Name the 5 main stages in DNA profiling

Answer 29

1. Extracting the DNA
2. Digesting the sample- restriction endo-nucleases cut the DNA into fragments
3. Separating the DNA fragments- Separated using gel electrophoresis and then Southern blotting
4. Hybridisation- DNA probes are added to label the fragments. Radioactive probes attach to specific fragments
5. Seeing the evidence

Question 30

Describe the extracting DNA step in DNA profilling

Answer 30

1. DNA must be extracted from a tissue sample
2. Large samples used to be needed
3. But now using a technique called polymerase chain reaction, the tiniest fragment of tissue can give scientists enough DNA to develop a profile

Question 31

Describe the digesting the sample step in DNA profilling

Answer 31

1. The strands of DNA are cut into small fragments using special enzymes called restriction endonucleases
2. Different endonucleases cut DNA at a specific nucleotide sequence, known as a restriction site or recognition site
3. All restriction endonucleases make two cuts, one through each strand of DNA double helix
4. Restriction endonucleases give scientists the ability to cut the DNA strands at defined points in the introns
5. They use a mixture of restriction enzymes that leave the repeating units or satellites intact, so the fragments at the end of the process include a mixture of intact mini and microsatellite regions.

Question 32

Describe the separating the DNA fragments step in DNA profilling

Answer 32

1. Gel electrophoresis- a technique that utilises the way charged particles move through a gel medium under the influence of an electric current.
2. The gel is then immersed in alkali in order to separate the DNA double strands into single strands
3. The single-stranded DNA fragments are then transferred onto a membrane by Southern blotting

Question 33

Describe the hybridisation step in DNA profilling

Answer 33

1. Radioactive or fluorescent DNA probes are now added in excess to the DNA fragments on the membrane.
2. DNA probes are short DNA or RNA sequences complementary to a known DNA sequence.
3. They bind to the complementary strands of DNA under particular conditions of pH and temperature.
4. DNA probes identify the microsatellite regions that are more varied than the larger minisatellite regions.
5. The excess probes are washed off

Question 34

Describe the seeing the evidence step in DNA profilling

Answer 34

1. If radioactive labels were added to the DNA probes, X-ray images are taken of the paper/ membrane
2. If fluorescent labels were added to the DNA probes, the paper/ membrane is placed under UV light so the fluorescent tags glow- most common method today
3. The fragments give a pattern of bars which is unique to every individual except identical twins

Question 35

Describe how to separate nucleic acid fragments by electrophoresis

Answer 35

1. DNA fragments are put into wells of agarose gel strips which also contain a buffering solution
2. DNA fragments of known length are used to provide a reference for fragment sizing
3. When an electric current is passed through the electrophoresis plate, the DNA fragments in the wells at the cathode end move through the gel towards the positive anode
4. This is due to the negatively charged phosphate groups in the DNA fragments
5. Rate of movement depends on the mass or length of the fragments- gel has mesh structure- smaller fragments can move through more easily than larger fragments.
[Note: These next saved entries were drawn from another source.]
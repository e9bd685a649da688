pub mod paths;
pub mod service;
pub mod settings;
pub mod validation;

pub use paths::AppPaths;
pub use service::ConfigService;
pub use settings::{
    DiscoveryCount, LlmSettings, PipelineSettings, RagSettings, ReportSettings, SearchSettings,
    ServerSettings, Settings,
};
So smaller fragments move further.
6. It is put in alkaline buffer solution to denature the DNA fragments. The two DNA strands of each fragment separate, exposing the bases

Question 36

What is the technique called Southern blotting

Answer 36

1. The DNA strands produced from gel electrophoresis are transferred to nitrocellulose paper or a nylon membrane, which is placed over the gel.
2. The membrane is covered with several sheets of dry absorbant paper, drawing the alkaline solution containing the DNA through the membrane by capillary action.
3. They are transferred in precisely the same relative positions as they had on the gel. They are then fixed in place using UV light or heated at 80 degrees

Question 37

Suggest how DNA profiling can be used to answer questions about identity in different situations.

Answer 37

1. Forensic science- PCR and DNA profiling is performed on traces of DNA left at the crime scene. The DNA profile is compared to that of a sample taken from a suspect or can be identified on the criminal DNA database
2. DNA profiling is also used to prove paternity of a child- used in immigration cases
3. Identify species to which an organism belongs and identify evolutionary relationships between different species
4. Identify individuals who are at risk of developing particular diseases. Certain non-coding microsatellites, or the repeating patterns they make have been found to be associated with an increased risk of a particular disease

Question 38

Describe how DNA can be amplified using the polymerase chain reaction (PCR)

Answer 38

1. The DNA sample to be amplified, an excess of the four nucleotide bases, small primer DNA sequences and the enzyme DNA polymerase are mixed in a vial that is placed in a PCR machine
2. Separating the strands- The temperature of the PCR machine is increased to 90-95 degrees for 30 seconds, this denatures the DNA by breaking the hydrogen bonds holding the DNA strands together so they separate
3. Annealing of the primers- The temperature is decreased to 55-60 degrees and the primers bind to the ends of the DNA strands. They are needed for the replication of the strands to occur.
4. Synthesis of DNA- The temperature is increased again to 72-75 degrees for at least 1 minute, this is the optimum temperature for DNA polymerase.
5. DNA polymerase adds bases to the primer, building up complementary strands of DNA and so produce double-stranded DNA identical to the original sequence. 6. The enzyme Taq polymerase is used, which is obtained from thermophilic bacteria found in hot springs.

Question 39

Define DNA primer

Answer 39

A primer is a short strand of RNA or DNA that serves as a starting point for DNA synthesis.

Question 40

Define gene therapy

Answer 40

the introduction of normal genes into cells in place of missing or defective ones in order to correct genetic disorders.

Question 41

Define somatic cell gene therapy

Answer 41

Replacing a faulty gene with a healthy allele in affected somatic cells

Question 42

Define germ line cell gene therapy

Answer 42

Inserting a healthy allele into the germ cells or into a very early embryo

Question 43

Describe the principle of somatic gene therapy in medicine

Answer 43

1. Replacing the mutant allele with a healthy allele in affected somatic cells.
2. However it is only a temporary solution for the treated individual. The healthy allele will be passed on every time a cell divides by mitosis.
3. But somatic cells have a limited life and are replaced from stem cells which will have the faulty allele.
4. A treated individual will still pass the faulty allele on to any children they have

Question 44

Describe the principle of germ line gene therapy in medicine

Answer 44

1. Insert healthy allele into the germ cells usually the eggs- or into a embryo immediately after fertilisation (as part of IVF).
2. The individual would be born healthy with a normal allele in place and would pass it on to their own offspring
3. Such therapy has been successfully done with animal embryos but is illegal for human embryos in most countries
4. Concerns is that the potential impact of intervention in germ cells is unknown
5. And human rights of unborn embryo
6. And ethical concern that the technology might eventually be used to enable people to choose desirable characteristics.

Question 45

Name 5 diseases for which successful somatic cell gene therapy treatments have been reported.

Answer 45

1. People have regained some vision
2. Immune disease
3. Leukaemias
4. Myelomas
5. Haemophilia